- **Requirement**:
Reproduce word for word the lines between those holding "pub fn keys(&self)" and "#[derive(Debug, Clone, PartialEq)]", inclusive, and nothing else from the data below.

--- Supplied data Enclosed Below ---

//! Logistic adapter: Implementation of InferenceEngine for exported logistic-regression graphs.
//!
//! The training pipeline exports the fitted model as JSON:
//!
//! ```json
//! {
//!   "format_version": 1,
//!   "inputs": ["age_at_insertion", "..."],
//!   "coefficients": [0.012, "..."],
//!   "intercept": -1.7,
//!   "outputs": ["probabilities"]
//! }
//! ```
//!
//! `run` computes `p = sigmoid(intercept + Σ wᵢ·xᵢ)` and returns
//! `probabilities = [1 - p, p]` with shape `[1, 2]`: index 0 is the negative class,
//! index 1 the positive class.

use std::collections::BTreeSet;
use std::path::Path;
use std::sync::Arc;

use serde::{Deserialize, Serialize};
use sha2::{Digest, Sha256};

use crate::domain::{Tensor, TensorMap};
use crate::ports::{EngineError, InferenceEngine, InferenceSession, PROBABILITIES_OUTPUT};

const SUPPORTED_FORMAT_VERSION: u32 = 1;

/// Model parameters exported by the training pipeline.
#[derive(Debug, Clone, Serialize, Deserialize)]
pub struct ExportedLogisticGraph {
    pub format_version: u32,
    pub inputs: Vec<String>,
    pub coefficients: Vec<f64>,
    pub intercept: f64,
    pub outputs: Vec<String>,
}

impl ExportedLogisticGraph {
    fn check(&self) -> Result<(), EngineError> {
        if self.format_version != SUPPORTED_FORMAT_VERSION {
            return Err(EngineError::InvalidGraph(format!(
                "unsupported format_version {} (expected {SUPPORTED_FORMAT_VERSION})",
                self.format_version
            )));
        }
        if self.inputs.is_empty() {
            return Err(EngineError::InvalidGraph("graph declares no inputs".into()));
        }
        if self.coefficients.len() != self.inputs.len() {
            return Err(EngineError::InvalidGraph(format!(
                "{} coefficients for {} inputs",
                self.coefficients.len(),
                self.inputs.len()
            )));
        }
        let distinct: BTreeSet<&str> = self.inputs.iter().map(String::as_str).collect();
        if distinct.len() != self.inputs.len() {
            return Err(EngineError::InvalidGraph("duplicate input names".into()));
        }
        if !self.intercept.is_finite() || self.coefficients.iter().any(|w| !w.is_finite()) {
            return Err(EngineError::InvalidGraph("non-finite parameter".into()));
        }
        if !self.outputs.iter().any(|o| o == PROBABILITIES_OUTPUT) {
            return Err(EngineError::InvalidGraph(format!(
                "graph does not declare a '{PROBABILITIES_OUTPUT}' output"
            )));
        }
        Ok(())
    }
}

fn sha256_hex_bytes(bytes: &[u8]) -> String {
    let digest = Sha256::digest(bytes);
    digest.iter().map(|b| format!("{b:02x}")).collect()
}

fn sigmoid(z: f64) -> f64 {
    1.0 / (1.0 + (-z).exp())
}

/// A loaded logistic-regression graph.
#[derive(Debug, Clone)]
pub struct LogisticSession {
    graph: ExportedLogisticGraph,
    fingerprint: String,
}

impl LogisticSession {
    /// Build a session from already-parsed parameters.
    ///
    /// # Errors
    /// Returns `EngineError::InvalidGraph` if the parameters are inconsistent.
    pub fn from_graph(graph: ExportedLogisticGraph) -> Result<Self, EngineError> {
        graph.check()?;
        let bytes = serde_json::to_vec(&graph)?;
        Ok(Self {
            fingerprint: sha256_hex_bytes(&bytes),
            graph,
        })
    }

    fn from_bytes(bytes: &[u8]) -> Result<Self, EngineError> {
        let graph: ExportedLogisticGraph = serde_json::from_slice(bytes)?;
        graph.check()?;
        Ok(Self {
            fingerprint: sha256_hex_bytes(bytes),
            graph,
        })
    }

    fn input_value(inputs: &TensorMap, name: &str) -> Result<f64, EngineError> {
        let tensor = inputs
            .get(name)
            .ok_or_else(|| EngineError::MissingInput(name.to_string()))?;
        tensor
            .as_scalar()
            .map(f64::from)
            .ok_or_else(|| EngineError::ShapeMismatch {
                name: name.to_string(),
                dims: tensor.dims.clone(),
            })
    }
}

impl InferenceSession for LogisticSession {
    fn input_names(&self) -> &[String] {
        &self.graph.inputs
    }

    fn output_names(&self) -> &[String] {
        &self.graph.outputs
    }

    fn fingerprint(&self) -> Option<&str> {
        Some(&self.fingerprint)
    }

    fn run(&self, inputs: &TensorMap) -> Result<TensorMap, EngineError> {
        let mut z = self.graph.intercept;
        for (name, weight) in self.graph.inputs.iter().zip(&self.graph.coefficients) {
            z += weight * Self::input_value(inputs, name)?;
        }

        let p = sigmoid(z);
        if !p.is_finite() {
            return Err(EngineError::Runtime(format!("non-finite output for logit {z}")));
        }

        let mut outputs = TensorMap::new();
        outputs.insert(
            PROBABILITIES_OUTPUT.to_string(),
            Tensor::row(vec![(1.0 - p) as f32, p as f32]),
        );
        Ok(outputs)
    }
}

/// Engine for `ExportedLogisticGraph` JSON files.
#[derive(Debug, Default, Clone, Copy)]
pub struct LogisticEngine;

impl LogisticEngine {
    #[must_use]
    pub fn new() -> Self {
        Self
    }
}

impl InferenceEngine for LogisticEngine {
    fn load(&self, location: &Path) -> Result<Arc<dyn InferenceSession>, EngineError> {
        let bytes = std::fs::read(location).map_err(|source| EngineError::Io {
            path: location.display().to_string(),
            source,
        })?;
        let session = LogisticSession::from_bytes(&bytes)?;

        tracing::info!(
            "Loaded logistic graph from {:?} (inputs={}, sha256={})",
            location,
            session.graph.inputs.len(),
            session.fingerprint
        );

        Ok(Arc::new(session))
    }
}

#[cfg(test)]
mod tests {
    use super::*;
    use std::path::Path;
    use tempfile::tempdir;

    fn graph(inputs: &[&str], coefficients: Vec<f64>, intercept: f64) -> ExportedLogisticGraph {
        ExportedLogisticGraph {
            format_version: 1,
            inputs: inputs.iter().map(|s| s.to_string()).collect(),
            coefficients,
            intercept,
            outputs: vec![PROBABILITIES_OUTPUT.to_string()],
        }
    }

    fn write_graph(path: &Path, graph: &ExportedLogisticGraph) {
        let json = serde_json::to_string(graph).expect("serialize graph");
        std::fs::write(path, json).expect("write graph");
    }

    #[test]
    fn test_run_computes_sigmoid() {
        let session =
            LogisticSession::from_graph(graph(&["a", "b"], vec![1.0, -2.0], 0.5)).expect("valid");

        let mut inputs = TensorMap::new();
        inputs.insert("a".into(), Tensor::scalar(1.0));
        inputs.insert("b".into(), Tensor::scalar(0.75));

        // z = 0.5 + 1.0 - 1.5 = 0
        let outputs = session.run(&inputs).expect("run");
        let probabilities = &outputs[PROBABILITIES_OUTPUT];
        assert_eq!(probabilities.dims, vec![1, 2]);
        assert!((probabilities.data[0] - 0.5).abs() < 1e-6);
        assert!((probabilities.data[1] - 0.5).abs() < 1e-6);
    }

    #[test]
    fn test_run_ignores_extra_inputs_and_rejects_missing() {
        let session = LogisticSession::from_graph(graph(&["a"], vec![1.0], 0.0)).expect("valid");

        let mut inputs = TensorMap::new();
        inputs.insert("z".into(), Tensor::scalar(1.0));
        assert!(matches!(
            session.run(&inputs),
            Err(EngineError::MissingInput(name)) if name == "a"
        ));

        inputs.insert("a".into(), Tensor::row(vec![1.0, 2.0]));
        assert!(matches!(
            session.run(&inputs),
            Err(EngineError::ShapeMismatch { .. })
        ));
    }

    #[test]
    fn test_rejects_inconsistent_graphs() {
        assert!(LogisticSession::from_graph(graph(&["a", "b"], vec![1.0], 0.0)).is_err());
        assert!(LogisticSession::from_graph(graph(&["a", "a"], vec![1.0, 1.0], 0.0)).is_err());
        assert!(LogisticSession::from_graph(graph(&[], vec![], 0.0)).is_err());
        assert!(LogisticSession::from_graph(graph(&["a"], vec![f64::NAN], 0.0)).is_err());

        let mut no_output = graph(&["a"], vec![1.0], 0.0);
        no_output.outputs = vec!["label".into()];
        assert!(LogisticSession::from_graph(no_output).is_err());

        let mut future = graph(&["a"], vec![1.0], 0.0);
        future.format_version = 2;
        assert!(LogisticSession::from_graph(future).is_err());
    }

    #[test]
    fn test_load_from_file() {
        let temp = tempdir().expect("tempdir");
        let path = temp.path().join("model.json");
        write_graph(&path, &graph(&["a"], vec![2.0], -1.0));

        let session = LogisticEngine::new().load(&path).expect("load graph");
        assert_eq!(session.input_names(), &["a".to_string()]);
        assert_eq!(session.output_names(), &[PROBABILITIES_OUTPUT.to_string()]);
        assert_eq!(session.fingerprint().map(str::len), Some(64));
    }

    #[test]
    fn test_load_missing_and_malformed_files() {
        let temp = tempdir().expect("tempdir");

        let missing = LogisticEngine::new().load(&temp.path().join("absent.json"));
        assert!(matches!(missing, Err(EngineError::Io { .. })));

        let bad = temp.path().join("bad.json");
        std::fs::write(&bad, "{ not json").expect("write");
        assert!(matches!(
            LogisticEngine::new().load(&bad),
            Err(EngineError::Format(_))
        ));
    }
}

--- End of Enclosed Supplied data ---
--- Supplied data Enclosed Below ---

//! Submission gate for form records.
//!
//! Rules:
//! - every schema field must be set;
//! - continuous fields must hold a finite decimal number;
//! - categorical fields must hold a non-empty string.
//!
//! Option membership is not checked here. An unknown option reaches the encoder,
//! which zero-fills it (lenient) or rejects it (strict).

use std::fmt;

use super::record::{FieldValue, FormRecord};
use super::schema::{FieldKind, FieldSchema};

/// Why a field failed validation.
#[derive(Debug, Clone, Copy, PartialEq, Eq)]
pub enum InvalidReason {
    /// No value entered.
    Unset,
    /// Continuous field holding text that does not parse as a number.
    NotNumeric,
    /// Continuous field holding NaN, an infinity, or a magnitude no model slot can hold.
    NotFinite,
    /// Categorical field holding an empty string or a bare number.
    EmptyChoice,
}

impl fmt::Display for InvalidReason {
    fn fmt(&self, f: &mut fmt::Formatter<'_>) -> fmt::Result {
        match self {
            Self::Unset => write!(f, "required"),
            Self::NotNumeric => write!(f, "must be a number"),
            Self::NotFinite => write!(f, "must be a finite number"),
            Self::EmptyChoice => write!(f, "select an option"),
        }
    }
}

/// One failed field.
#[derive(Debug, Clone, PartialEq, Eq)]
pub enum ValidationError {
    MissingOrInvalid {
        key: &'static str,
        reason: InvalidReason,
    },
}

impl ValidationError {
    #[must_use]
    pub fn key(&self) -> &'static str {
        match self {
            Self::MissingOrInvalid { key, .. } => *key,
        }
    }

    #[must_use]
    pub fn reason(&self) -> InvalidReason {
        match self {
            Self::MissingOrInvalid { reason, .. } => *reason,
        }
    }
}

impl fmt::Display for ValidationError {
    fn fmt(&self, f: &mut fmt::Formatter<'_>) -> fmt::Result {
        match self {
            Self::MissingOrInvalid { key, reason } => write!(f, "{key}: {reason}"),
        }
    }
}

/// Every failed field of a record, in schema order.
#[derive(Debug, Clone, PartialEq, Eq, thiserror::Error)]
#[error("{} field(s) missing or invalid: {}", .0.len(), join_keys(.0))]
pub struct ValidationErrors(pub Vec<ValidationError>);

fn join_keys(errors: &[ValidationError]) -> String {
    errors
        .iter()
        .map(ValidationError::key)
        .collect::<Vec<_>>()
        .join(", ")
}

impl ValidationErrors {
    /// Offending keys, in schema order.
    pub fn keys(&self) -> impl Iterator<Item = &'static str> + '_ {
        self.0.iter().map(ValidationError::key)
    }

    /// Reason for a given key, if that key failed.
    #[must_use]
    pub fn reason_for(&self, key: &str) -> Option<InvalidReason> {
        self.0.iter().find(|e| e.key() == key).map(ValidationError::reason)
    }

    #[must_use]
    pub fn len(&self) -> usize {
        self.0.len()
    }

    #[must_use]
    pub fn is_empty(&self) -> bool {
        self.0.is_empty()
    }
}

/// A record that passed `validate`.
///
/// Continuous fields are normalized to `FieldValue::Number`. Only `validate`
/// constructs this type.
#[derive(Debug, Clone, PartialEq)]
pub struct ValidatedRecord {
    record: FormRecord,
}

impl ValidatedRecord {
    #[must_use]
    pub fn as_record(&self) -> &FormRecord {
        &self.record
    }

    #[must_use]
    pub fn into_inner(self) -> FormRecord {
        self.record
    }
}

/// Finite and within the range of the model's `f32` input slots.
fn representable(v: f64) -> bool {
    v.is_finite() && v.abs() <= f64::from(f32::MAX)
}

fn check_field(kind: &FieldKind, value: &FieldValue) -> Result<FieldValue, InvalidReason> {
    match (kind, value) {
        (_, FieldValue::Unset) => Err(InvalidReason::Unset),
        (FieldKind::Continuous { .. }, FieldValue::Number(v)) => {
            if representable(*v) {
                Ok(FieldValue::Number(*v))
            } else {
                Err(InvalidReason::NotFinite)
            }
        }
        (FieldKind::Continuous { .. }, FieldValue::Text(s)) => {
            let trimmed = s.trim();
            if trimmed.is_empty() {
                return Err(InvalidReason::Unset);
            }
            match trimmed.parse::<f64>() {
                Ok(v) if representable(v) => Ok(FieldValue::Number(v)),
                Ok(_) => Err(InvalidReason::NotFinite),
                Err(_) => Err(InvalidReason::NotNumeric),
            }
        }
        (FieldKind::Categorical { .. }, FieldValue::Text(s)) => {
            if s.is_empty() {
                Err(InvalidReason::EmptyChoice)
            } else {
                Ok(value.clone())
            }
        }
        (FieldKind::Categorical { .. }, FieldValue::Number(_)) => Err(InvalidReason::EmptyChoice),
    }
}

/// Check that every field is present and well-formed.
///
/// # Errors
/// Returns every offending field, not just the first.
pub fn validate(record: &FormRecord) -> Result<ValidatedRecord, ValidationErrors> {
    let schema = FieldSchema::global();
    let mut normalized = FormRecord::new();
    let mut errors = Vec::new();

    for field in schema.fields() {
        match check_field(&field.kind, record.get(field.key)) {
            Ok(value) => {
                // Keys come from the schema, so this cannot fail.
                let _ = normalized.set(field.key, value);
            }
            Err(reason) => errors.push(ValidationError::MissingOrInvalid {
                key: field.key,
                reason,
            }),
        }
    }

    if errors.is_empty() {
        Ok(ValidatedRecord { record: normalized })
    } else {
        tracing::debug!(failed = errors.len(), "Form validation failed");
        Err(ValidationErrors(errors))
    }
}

--- End of Enclosed Supplied data ---
--- Supplied data Enclosed Below ---

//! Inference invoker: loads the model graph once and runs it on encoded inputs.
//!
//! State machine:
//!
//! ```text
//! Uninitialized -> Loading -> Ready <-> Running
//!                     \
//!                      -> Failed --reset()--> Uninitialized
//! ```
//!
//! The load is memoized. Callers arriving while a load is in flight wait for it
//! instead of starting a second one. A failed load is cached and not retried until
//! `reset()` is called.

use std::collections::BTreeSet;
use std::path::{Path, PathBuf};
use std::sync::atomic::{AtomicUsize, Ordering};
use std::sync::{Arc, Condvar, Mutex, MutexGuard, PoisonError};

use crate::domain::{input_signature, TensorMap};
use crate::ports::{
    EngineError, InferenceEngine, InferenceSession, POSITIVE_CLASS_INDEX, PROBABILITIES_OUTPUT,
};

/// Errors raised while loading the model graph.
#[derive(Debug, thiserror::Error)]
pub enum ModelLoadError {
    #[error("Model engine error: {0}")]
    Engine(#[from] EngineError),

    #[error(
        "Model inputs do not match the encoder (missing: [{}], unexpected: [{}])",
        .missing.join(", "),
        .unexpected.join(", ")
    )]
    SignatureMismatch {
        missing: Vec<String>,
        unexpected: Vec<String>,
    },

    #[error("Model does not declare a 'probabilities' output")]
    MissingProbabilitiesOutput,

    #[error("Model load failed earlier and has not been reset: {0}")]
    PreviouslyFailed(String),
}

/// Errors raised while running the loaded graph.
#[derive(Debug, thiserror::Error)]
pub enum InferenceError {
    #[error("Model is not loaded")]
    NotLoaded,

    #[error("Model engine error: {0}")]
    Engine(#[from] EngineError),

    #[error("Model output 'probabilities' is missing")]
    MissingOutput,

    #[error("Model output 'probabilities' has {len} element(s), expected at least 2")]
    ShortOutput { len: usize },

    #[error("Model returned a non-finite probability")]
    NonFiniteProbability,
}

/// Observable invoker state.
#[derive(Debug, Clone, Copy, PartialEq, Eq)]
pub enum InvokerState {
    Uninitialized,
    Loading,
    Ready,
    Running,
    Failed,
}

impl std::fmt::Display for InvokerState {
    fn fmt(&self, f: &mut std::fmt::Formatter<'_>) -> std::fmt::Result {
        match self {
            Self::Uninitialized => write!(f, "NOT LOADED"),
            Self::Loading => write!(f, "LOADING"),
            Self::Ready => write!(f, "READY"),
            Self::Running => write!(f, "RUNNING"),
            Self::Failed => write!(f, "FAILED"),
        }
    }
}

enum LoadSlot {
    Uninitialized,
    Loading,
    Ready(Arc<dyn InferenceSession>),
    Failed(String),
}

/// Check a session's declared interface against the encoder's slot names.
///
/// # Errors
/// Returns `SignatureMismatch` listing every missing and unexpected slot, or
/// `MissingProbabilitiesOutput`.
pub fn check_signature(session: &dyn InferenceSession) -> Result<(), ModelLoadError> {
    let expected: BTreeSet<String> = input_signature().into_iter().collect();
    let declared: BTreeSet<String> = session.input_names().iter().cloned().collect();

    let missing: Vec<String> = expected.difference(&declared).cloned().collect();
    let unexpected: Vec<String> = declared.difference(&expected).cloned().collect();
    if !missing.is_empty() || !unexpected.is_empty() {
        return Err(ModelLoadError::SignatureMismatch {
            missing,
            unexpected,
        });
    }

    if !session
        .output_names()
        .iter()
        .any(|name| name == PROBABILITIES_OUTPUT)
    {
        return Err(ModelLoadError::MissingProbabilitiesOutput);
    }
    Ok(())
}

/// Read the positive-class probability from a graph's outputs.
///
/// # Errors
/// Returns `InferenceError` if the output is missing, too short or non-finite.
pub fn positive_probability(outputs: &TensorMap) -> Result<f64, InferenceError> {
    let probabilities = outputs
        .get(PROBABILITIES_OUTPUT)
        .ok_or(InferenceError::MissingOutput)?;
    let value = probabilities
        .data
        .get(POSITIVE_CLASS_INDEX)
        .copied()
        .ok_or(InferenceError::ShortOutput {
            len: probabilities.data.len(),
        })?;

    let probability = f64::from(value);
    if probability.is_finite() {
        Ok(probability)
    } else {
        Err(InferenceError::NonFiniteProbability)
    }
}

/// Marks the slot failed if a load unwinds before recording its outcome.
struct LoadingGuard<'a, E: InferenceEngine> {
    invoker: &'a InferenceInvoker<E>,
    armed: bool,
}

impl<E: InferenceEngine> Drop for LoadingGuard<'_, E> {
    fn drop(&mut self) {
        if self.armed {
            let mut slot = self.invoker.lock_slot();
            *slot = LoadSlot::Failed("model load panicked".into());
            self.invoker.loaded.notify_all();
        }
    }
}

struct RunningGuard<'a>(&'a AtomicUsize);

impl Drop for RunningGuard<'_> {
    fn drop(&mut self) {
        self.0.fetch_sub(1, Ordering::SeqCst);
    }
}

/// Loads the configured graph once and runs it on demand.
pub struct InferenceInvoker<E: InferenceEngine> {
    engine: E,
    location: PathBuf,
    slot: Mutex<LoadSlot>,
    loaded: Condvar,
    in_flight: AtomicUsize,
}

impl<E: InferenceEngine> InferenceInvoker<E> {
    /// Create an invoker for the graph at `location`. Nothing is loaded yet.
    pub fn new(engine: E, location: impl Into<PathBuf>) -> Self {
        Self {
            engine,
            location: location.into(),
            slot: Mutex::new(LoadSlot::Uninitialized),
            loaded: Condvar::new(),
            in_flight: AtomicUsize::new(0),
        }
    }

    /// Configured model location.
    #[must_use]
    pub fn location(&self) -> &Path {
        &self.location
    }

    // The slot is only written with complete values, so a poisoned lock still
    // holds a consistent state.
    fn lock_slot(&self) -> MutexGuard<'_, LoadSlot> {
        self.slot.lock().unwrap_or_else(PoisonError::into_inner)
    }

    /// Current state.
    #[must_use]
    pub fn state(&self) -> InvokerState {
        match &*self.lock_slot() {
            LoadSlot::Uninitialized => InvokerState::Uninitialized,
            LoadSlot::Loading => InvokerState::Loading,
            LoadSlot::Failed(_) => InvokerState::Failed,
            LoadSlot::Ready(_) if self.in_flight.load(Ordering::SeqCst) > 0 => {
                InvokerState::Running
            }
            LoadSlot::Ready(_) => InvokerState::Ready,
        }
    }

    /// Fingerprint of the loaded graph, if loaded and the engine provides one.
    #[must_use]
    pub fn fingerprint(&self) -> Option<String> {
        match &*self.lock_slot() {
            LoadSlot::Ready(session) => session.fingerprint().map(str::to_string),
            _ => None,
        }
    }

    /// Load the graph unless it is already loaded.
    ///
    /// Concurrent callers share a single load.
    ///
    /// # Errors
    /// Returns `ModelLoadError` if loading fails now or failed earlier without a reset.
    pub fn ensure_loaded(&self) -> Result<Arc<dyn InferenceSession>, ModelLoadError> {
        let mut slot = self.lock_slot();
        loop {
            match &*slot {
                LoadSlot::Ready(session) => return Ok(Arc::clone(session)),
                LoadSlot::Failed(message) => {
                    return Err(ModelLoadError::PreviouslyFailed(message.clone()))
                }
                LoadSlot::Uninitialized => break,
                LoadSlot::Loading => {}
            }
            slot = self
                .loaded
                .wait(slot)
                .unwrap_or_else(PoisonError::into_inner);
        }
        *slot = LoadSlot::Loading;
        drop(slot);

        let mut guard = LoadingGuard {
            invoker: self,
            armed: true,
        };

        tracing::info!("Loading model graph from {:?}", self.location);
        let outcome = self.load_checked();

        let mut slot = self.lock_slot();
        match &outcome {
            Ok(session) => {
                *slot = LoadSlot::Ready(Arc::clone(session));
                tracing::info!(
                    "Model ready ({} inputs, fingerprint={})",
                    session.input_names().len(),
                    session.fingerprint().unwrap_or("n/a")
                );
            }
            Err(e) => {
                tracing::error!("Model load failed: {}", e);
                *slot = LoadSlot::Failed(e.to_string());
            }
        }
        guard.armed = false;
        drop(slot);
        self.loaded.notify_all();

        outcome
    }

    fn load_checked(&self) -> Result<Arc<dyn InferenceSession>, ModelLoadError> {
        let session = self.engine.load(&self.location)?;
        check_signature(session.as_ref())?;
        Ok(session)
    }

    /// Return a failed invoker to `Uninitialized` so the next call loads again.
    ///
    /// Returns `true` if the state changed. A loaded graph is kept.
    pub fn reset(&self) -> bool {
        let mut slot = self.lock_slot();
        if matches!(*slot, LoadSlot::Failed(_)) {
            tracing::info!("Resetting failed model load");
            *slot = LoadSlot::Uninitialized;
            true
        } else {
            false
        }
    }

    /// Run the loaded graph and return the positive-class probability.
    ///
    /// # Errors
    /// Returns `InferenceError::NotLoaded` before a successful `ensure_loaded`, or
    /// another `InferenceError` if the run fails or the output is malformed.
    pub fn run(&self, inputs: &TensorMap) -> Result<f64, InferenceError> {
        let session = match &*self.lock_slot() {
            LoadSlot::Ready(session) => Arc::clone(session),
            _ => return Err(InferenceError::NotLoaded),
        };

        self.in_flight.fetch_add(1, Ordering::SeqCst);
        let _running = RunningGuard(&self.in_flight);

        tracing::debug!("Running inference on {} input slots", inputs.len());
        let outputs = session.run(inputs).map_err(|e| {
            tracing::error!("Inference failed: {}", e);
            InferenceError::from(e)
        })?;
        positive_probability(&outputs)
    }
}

--- End of Enclosed Supplied data ---

- **Response area**:
    pub fn keys(&self) -> impl Iterator<Item = &'static str> + '_ {
        self.0.iter().map(ValidationError::key)
    }

    /// Reason for a given key, if that key failed.
    #[must_use]
    pub fn reason_for(&self, key: &str) -> Option<InvalidReason> {
        self.0.iter().find(|e| e.key() == key).map(ValidationError::reason)
    }

    #[must_use]
    pub fn len(&self) -> usize {
        self.0.len()
    }

    #[must_use]
    pub fn is_empty(&self) -> bool {
        self.0.is_empty()
    }
}

/// A record that passed `validate`.
///
/// Continuous fields are normalized to `FieldValue::Number`. Only `validate`
/// constructs this type.
#[derive(Debug, Clone, PartialEq)]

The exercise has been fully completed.